Par Jérôme Grataloup
Après plus de 10 mois de mobilisation, et alors que les manifestations des gilets jaunes s’essoufflent et disparaissent, 4 français sur 10 continuent de soutenir le mouvement. De fait, la crise sociale est loin d’être résolue. Et ce n’est pas la consultation, lors du grand débat, des corps intermédiaires, qui a changé la donne.
Le malaise social français se ressent dans toutes les couches de la population, des classes moyennes aisées aux plus exclus en passant par les classes populaires. La réponse du gouvernement, ou plutôt l’absence de réponse concrète et la perpétuation des réformes sociales injustes, font de cette rentrée une poudrière et une porte ouverte aux mouvements extrémistes pour les prochaines élections municipales.
La consultation tardive des élus locaux, eux même fatigués de se battre seuls depuis des années contre l’abandon des services publics de l’état, n’aura pas suffi.
Le gouvernement continue par ailleurs ses réformes du modèle social français, qui d’ici quelques années n’aura plus rien d’exceptionnel ni de protecteur. Alors qu’il fut un bouclier contre les affres de la crise économique en 2008, Macron le détricote lentement, consciencieusement, et durablement.
Au menu pour cette rentrée « apaisée » : réforme de la fonction publique, réforme des retraites, et réforme de l’assurance chômage. Après une première année de mandat marquée par les cadeaux fiscaux aux plus riches tels que la flat tax et la suppression de l’impôt de solidarité sur la fortune, une deuxième année marquée par le resserrement des ressources aux collectivités locales, seules encore à même d’assurer une forme d’égalité sur le territoire, Macron attaque désormais sa troisième année avec des réformes tous azimuts, dont les plus pauvres seront encore les grands perdants.
La réforme de la fonction publique votée cet été prévoit notamment l’élargissement du recours au contrat, qui fragilise encore le statut des fonctionnaires, l’encadrement du droit de grève, ou encore une rupture conventionnelle. Et ce alors même que les premiers retours du secteur privé nous indiquent que 44% des ruptures conventionnelles s’effectuent dans le cadre de situations conflictuelles avec l’employeur. Le gouvernement souhaite également faire l’économie de 70 000 postes dans la fonction publique territoriale, la seule à comprendre près de 76% de catégories C pour seulement 10% de A et 15% de B.
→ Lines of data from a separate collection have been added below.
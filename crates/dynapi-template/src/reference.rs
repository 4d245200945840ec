//! `${path}` references inside template strings.
//!
//! A string that is exactly one reference takes the referenced value with its
//! type. References embedded in longer text interpolate scalars. `$$` stands
//! for a literal `$`.

use dynapi_eval::NodePath;
use serde_json::Value;

use crate::error::{CodecError, Result};

#[derive(Debug, Clone, PartialEq, Eq)]
pub enum Piece {
    Text(String),
    Ref(NodePath),
}

/// Splits `text` into literal text and references.
pub fn parse(text: &str) -> Result<Vec<Piece>> {
    let mut pieces = Vec::new();
    let mut literal = String::new();
    let mut chars = text.char_indices().peekable();
    while let Some((start, c)) = chars.next() {
        if c != '$' {
            literal.push(c);
            continue;
        }
        match chars.peek() {
            Some((_, '$')) => {
                chars.next();
                literal.push('$');
            }
            Some((_, '{')) => {
                let body_start = start + 2;
                let end = text[body_start..]
                    .find('}')
                    .map(|offset| body_start + offset)
                    .ok_or_else(|| CodecError::compile(format!("unterminated reference in {text:?}")))?;
                let raw = text[body_start..end].trim();
                let path = NodePath::parse(raw)
                    .filter(|p| !p.is_root())
                    .ok_or_else(|| CodecError::compile(format!("invalid reference ${{{raw}}} in {text:?}")))?;
                if !literal.is_empty() {
                    pieces.push(Piece::Text(std::mem::take(&mut literal)));
                }
                pieces.push(Piece::Ref(path));
                while chars.peek().is_some_and(|(i, _)| *i <= end) {
                    chars.next();
                }
            }
            _ => literal.push('$'),
        }
    }
    if !literal.is_empty() || pieces.is_empty() {
        pieces.push(Piece::Text(literal));
    }
    Ok(pieces)
}

pub fn has_refs(pieces: &[Piece]) -> bool {
    pieces.iter().any(|p| matches!(p, Piece::Ref(_)))
}

/// The reference when `pieces` is exactly one.
pub fn exact(pieces: &[Piece]) -> Option<&NodePath> {
    match pieces {
        [Piece::Ref(path)] => Some(path),
        _ => None,
    }
}

pub fn targets(pieces: &[Piece]) -> impl Iterator<Item = &NodePath> {
    pieces.iter().filter_map(|p| match p {
        Piece::Ref(path) => Some(path),
        Piece::Text(_) => None,
    })
}

/// Concatenates text with the scalar value of each reference.
pub fn interpolate(pieces: &[Piece], lookup: impl Fn(&NodePath) -> Option<Value>) -> Result<String> {
    let mut out = String::new();
    for piece in pieces {
        match piece {
            Piece::Text(text) => out.push_str(text),
            Piece::Ref(path) => match lookup(path) {
                Some(Value::String(s)) => out.push_str(&s),
                Some(Value::Number(n)) => out.push_str(&n.to_string()),
                Some(Value::Bool(b)) => out.push_str(&b.to_string()),
                Some(Value::Null) => out.push_str("null"),
                Some(_) => {
                    return Err(CodecError::marshal(format!(
                        "cannot interpolate non-scalar value of ${{{path}}}"
                    )));
                }
                None => {
                    return Err(CodecError::marshal(format!("unresolved reference ${{{path}}}")));
                }
            },
        }
    }
    Ok(out)
}

/// Renders pieces back to template syntax.
pub fn render(pieces: &[Piece]) -> String {
    pieces
        .iter()
        .map(|piece| match piece {
            Piece::Text(text) => text.replace('$', "$$"),
            Piece::Ref(path) => format!("${{{path}}}"),
        })
        .collect()
}
//! Built-in `http` provider.
//!
//! `do` performs one HTTP request and exposes the response under `response`:
//!
//! ```yaml
//! resp:
//!   "#do": do
//!   "#provider": http
//!   method: POST
//!   url: http://backend/api
//!   request:
//!     body: '{"a": 1}'
//!   header:
//!     Content-Type: [application/json]
//! ```

use std::collections::{BTreeMap, HashMap};
use std::sync::Arc;
use std::time::Duration;

use reqwest::header::{HeaderMap, HeaderName, HeaderValue};
use serde::{Deserialize, Serialize};

use crate::error::{PackageError, ProviderError};
use crate::function::{ProviderContext, ProviderFn, typed};
use crate::package::ProviderPackage;

pub const PROVIDER_NAME: &str = "http";

const MANIFEST: &str = r##"
do:
  "#do": do
  "#provider": http
  method: GET
  request:
    body: ""
  header: {}
  trailer: {}
"##;

/// Multi-valued header map, as carried in call nodes.
pub type Headers = BTreeMap<String, Vec<String>>;

#[derive(Debug, Clone, Deserialize)]
pub struct DoParams {
    #[serde(default = "default_method")]
    pub method: String,
    pub url: String,
    #[serde(default)]
    pub request: DoRequest,
    #[serde(default)]
    pub header: Headers,
    /// Accepted for symmetry with responses; trailers are not sent.
    #[serde(default)]
    pub trailer: Headers,
}

#[derive(Debug, Clone, Default, Deserialize)]
pub struct DoRequest {
    #[serde(default)]
    pub body: String,
}

#[derive(Debug, Clone, Serialize)]
pub struct DoReturns {
    pub response: DoResponse,
}

#[derive(Debug, Clone, Serialize)]
#[serde(rename_all = "camelCase")]
pub struct DoResponse {
    pub body: String,
    pub header: Headers,
    pub trailer: Headers,
    pub status_code: u16,
}

fn default_method() -> String {
    "GET".to_string()
}

/// Builds the `http` package around `client`.
pub fn package(client: reqwest::Client) -> Result<ProviderPackage, PackageError> {
    let client = Arc::new(client);
    let call: Arc<dyn ProviderFn> = typed(move |ctx: ProviderContext, params: DoParams| {
        let client = client.clone();
        async move { send(&client, &ctx, params).await }
    });
    ProviderPackage::new(PROVIDER_NAME, MANIFEST, HashMap::from([("do".to_string(), call)]))
}

/// Builds the `http` package with a client using `timeout` per request.
pub fn package_with_timeout(timeout: Duration) -> Result<ProviderPackage, PackageError> {
    let client = reqwest::Client::builder()
        .timeout(timeout)
        .build()
        .unwrap_or_else(|e| {
            tracing::warn!(error = %e, "Failed to build http provider client, using defaults");
            reqwest::Client::new()
        });
    package(client)
}

async fn send(
    client: &reqwest::Client,
    ctx: &ProviderContext,
    params: DoParams,
) -> Result<DoReturns, ProviderError> {
    let method = reqwest::Method::from_bytes(params.method.to_uppercase().as_bytes())
        .map_err(|_| ProviderError::InvalidParameters(format!("invalid method {}", params.method)))?;
    let headers = to_header_map(&params.header)?;

    tracing::debug!(method = %method, url = %params.url, "http provider request");
    let request = client
        .request(method, &params.url)
        .headers(headers)
        .body(params.request.body)
        .send();

    let response = tokio::select! {
        biased;
        _ = ctx.cancellation().cancelled() => return Err(ProviderError::Cancelled),
        response = request => response?,
    };

    let status_code = response.status().as_u16();
    let header = from_header_map(response.headers());
    let body = response.text().await?;
    Ok(DoReturns {
        response: DoResponse {
            body,
            header,
            trailer: Headers::new(),
            status_code,
        },
    })
}

fn to_header_map(headers: &Headers) -> Result<HeaderMap, ProviderError> {
    let mut map = HeaderMap::new();
    for (name, values) in headers {
        let name = HeaderName::from_bytes(name.as_bytes())
            .map_err(|e| ProviderError::InvalidParameters(format!("header {name}: {e}")))?;
        for value in values {
            let value = HeaderValue::from_str(value)
                .map_err(|e| ProviderError::InvalidParameters(format!("header {name}: {e}")))?;
            map.append(name.clone(), value);
        }
    }
    Ok(map)
}

fn from_header_map(headers: &HeaderMap) -> Headers {
    let mut out = Headers::new();
    for (name, value) in headers {
        if let Ok(value) = value.to_str() {
            out.entry(canonical_header_name(name.as_str()))
                .or_default()
                .push(value.to_string());
        }
    }
    out
}

// `content-type` -> `Content-Type`
fn canonical_header_name(name: &str) -> String {
    name.split('-')
        .map(|part| {
            let mut chars = part.chars();
            match chars.next() {
                Some(first) => first.to_ascii_uppercase().to_string() + chars.as_str(),
                None => String::new(),
            }
        })
        .collect::<Vec<_>>()
        .join("-")
}

#[cfg(test)]
mod tests {
    use super::*;
    use crate::{Evaluator, ProviderRegistry};
    use serde_json::json;
    use tokio_util::sync::CancellationToken;
    use wiremock::matchers::{body_string, header, method, path};
    use wiremock::{Mock, MockServer, ResponseTemplate};

    fn evaluator() -> Evaluator {
        let registry = ProviderRegistry::new();
        registry.register(package(reqwest::Client::new()).unwrap());
        Evaluator::new(Arc::new(registry))
    }

    #[tokio::test]
    async fn test_do_post_with_headers() {
        let server = MockServer::start().await;
        Mock::given(method("POST"))
            .and(path("/echo"))
            .and(header("x-token", "abc"))
            .and(body_string("ping"))
            .respond_with(
                ResponseTemplate::new(201)
                    .insert_header("x-reply", "yes")
                    .set_body_string("pong"),
            )
            .expect(1)
            .mount(&server)
            .await;

        let mut tree = json!({
            "call": {
                "#do": "do",
                "#provider": "http",
                "method": "post",
                "url": format!("{}/echo", server.uri()),
                "request": {"body": "ping"},
                "header": {"x-token": ["abc"]},
            }
        });
        evaluator()
            .evaluate(&mut tree, &CancellationToken::new())
            .await
            .unwrap();

        let response = &tree["call"]["response"];
        assert_eq!(response["statusCode"], 201);
        assert_eq!(response["body"], "pong");
        assert_eq!(response["header"]["X-Reply"], json!(["yes"]));
    }

    #[tokio::test]
    async fn test_do_defaults_to_get() {
        let server = MockServer::start().await;
        Mock::given(method("GET"))
            .and(path("/items"))
            .respond_with(ResponseTemplate::new(200).set_body_string("[]"))
            .mount(&server)
            .await;

        let mut tree = json!({
            "#do": "do",
            "#provider": "http",
            "url": format!("{}/items", server.uri()),
        });
        evaluator()
            .evaluate(&mut tree, &CancellationToken::new())
            .await
            .unwrap();
        assert_eq!(tree["response"]["body"], "[]");
    }

    #[tokio::test]
    async fn test_unreachable_host_is_execution_error() {
        let mut tree = json!({
            "call": {"#do": "do", "#provider": "http", "url": "http://127.0.0.1:1/nothing"}
        });
        let err = evaluator()
            .evaluate(&mut tree, &CancellationToken::new())
            .await
            .unwrap_err();
        assert!(matches!(err, crate::EvalError::Execution { ref path, .. } if path == "call"));
        assert!(tree["call"].get("response").is_none());
    }

    #[test]
    fn test_manifest_signature() {
        let pkg = package(reqwest::Client::new()).unwrap();
        assert_eq!(pkg.signature("do").unwrap()["method"], "GET");
        assert_eq!(canonical_header_name("content-type"), "Content-Type");
    }
}
// Tracing initialization with a configurable and reloadable log level.
use std::sync::OnceLock;
use tracing_subscriber::{EnvFilter, fmt, prelude::*, reload};

static LOG_RELOAD_HANDLE: OnceLock<reload::Handle<EnvFilter, tracing_subscriber::Registry>> =
    OnceLock::new();

pub fn init_tracing() {
    init_tracing_with_level("info");
}

pub fn init_tracing_with_level(level: &str) {
    // Prefer RUST_LOG from env, otherwise use provided level string.
    let base_filter = std::env::var("RUST_LOG")
        .ok()
        .and_then(|_| EnvFilter::try_from_default_env().ok())
        .unwrap_or_else(|| EnvFilter::new(level));

    let (reload_layer, handle) = reload::Layer::new(base_filter);
    let _ = LOG_RELOAD_HANDLE.set(handle);

    let _ = tracing_subscriber::registry()
        .with(reload_layer)
        .with(fmt::layer())
        .try_init();
}

/// Apply a new logging level at runtime. `RUST_LOG` keeps precedence.
pub fn apply_logging_level(level: &str) {
    if std::env::var_os("RUST_LOG").is_some() {
        return;
    }
    if let Some(handle) = LOG_RELOAD_HANDLE.get() {
        let _ = handle.modify(|f| {
            *f = EnvFilter::new(level);
        });
    }
}

pub fn shutdown_tracing() {
    tracing::info!("shutting down");
}
//! # dynapi-eval
//!
//! Declarative expression evaluator and the provider registry it calls into.
//!
//! A value tree may embed *call nodes*: objects tagged with an operation and a
//! provider name. [`Evaluator::evaluate`] executes each of them against a
//! [`ProviderRegistry`] and unifies the results back into the tree.
//!
//! ```ignore
//! let registry = Arc::new(ProviderRegistry::new());
//! providers::register_builtin(&registry, Duration::from_secs(30))?;
//!
//! let mut tree = serde_json::json!({
//!     "resp": {"#do": "do", "#provider": "http", "url": "http://localhost:8080/"}
//! });
//! Evaluator::new(registry).evaluate(&mut tree, &CancellationToken::new()).await?;
//! ```

mod error;
mod evaluator;
mod function;
mod package;
pub mod path;
pub mod providers;
mod registry;
pub mod unify;

pub use error::{EvalError, PackageError, ProviderError};
pub use evaluator::{
    CallTags, DEFAULT_OPERATION_TAG, DEFAULT_PROVIDER_TAG, EvaluationState, Evaluator,
};
pub use function::{ProviderContext, ProviderFn, TypedFn, typed};
pub use package::ProviderPackage;
pub use path::{NodePath, Segment};
pub use registry::ProviderRegistry;
pub use tokio_util::sync::CancellationToken;
use std::path::PathBuf;

use clap::Parser;
use dynapi_server::config::loader::{DEFAULT_CONFIG_PATH, load_config};
use dynapi_server::{ServerBuilder, shutdown_tracing};

/// Serves dynamically registered resource types over a REST API.
#[derive(Debug, Parser)]
#[command(name = "dynapi-server", version, about)]
struct Args {
    /// Configuration file
    #[arg(long, env = "DYNAPI_CONFIG", default_value = DEFAULT_CONFIG_PATH)]
    config: String,

    /// Directory of encoder/decoder registrations
    #[arg(long)]
    registrations_dir: Option<PathBuf>,

    /// Upper bound for a single request, in milliseconds
    #[arg(long)]
    request_timeout: Option<u64>,

    /// Lower bound for the effective request timeout, in seconds
    #[arg(long)]
    min_request_timeout: Option<u64>,

    /// Listen port
    #[arg(long)]
    port: Option<u16>,
}

#[tokio::main]
async fn main() {
    // .env is optional
    if let Err(e) = dotenvy::dotenv() {
        if !matches!(e, dotenvy::Error::Io(ref io_err) if io_err.kind() == std::io::ErrorKind::NotFound) {
            eprintln!("Warning: Failed to load .env file: {e}");
        }
    }

    dynapi_server::observability::init_tracing();
    let args = Args::parse();

    let mut cfg = match load_config(Some(&args.config)) {
        Ok(c) => c,
        Err(e) => {
            eprintln!("Configuration error: {e}");
            std::process::exit(2);
        }
    };
    if let Some(dir) = args.registrations_dir {
        cfg.registrations.dir = Some(dir);
    }
    if let Some(ms) = args.request_timeout {
        cfg.server.request_timeout_ms = ms;
    }
    if let Some(secs) = args.min_request_timeout {
        cfg.server.min_request_timeout_s = secs;
    }
    if let Some(port) = args.port {
        cfg.server.port = port;
    }
    if let Err(e) = cfg.validate() {
        eprintln!("Configuration error: {e}");
        std::process::exit(2);
    }

    tracing::info!(path = %args.config, "Configuration loaded");
    dynapi_server::observability::apply_logging_level(&cfg.logging.level);

    let server = match ServerBuilder::new().with_config(cfg).build() {
        Ok(s) => s,
        Err(e) => {
            eprintln!("Server initialization failed: {e}");
            std::process::exit(2);
        }
    };

    if let Err(err) = server.run().await {
        eprintln!("Server error: {err}");
    }

    shutdown_tracing();
}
Pour gagner 3 milliards d’euros d’ici 2021, et sans accord des partenaires sociaux sur la question, le gouvernement va également réformer l’assurance chômage. La durée de cotisation devra atteindre 6 mois et non plus 4, sur une période de 28 mois et plus 24, alors que le salaire de référence sera déterminé sur les 24 derniers mois et plus sur 12. Selon l’Unedic, 1 million de personnes devraient voir leurs allocations diminuer.
La réforme des retraites prévoit quant à elle un passage à un système de retraite par points. Alors que les allongements successifs de durée de cotisation, votés depuis plusieurs années, devaient permettre à eux seuls de remettre le régime de retraite à l’équilibre, le Président veut aller encore plus loin. A ce compte la, les régimes spéciaux et autonomes devraient disparaître, l’intégralité de la carrière être prise en compte pour le calcul de la retraite et la durée de cotisation s’allonger. L’âge de départ à la retraite n’est pas un sujet nous dit-on, mais quand même, pour avoir une retraite à taux plein, il semble qu’il faudra bien attendre d’avoir au moins 64 ans.
La crise des hôpitaux, qui succède à la crise dans les EHPAD, reste pour sa part sans solution. Pas d’urgence semble-t-il à réformer les urgences et à leur donner les moyens de réellement aider et accompagner les Français les plus en difficulté.
Si les forces politiques et syndicales n’arrivent plus à mobiliser, force est de constater que cela relève presqu’exclusivement d’une perte d’influence des modes traditionnels de contestation, mais en aucun cas d’un recul des inquiétudes et des critiques de la population française, notamment sur le plan social.
A nous dès lors de proposer de nouvelles formes d’engagement pour répondre à ces attentes.